Active surveillance of cytologically proven microcarcinomas has been shown as a safe procedure. However, fine needle aspiration biopsy (FNAB) is not recommended by European Thyroid Association (ETA) and American Thyroid Association (ATA) guidelines for highly suspicious nodules ≤ 10 mm. The aim of the study was to assess the outcomes of active surveillance of EU-TIRADS 5 nodules ≤ 10 mm not initially submitted to FNAB.
Patients and methods
80 patients with at least one EU-TIRADS 5 nodule ≤ 10 mm and no suspicious lymph nodes, accepting active surveillance, were included.

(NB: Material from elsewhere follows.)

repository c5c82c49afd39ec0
pub mod input;
pub mod output;

pub use input::*;
pub use output::*;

Mean baseline diameter and volume were 5.4 mm (±2.0) and 64.4 mm3 (±33.5), respectively. After a median follow-up of 36.1 months, a volumetric increase ≥ 50% occurred in 28 patients (35.0%) and a suspicious lymph node in 3 patients (3.8%). Twenty-four patients underwent an FNAB (30.0%) after at least a 1 year follow-up of which 45.8% were malignant, 8.3% benign, 33.3% undetermined and 8.3% nondiagnostic. Sixteen patients (20.0%) underwent conversion surgery after a median follow-up of 57.2 months, confirming the diagnosis of papillary carcinoma in 15/16 cases (not described in 1 histology report), all in remission at 6–12 months postoperative follow-up.
Applying ETA and ATA guidelines to avoid FNA of EU-TIRADS 5 sub-centimeter nodules and proceeding to active surveillance of such nodules in selected patients is a safe procedure. Thus, US-FNAB could be postponed until the nodule shows signs of progression or a suspicious lymph node appears, with no added risk for the patient.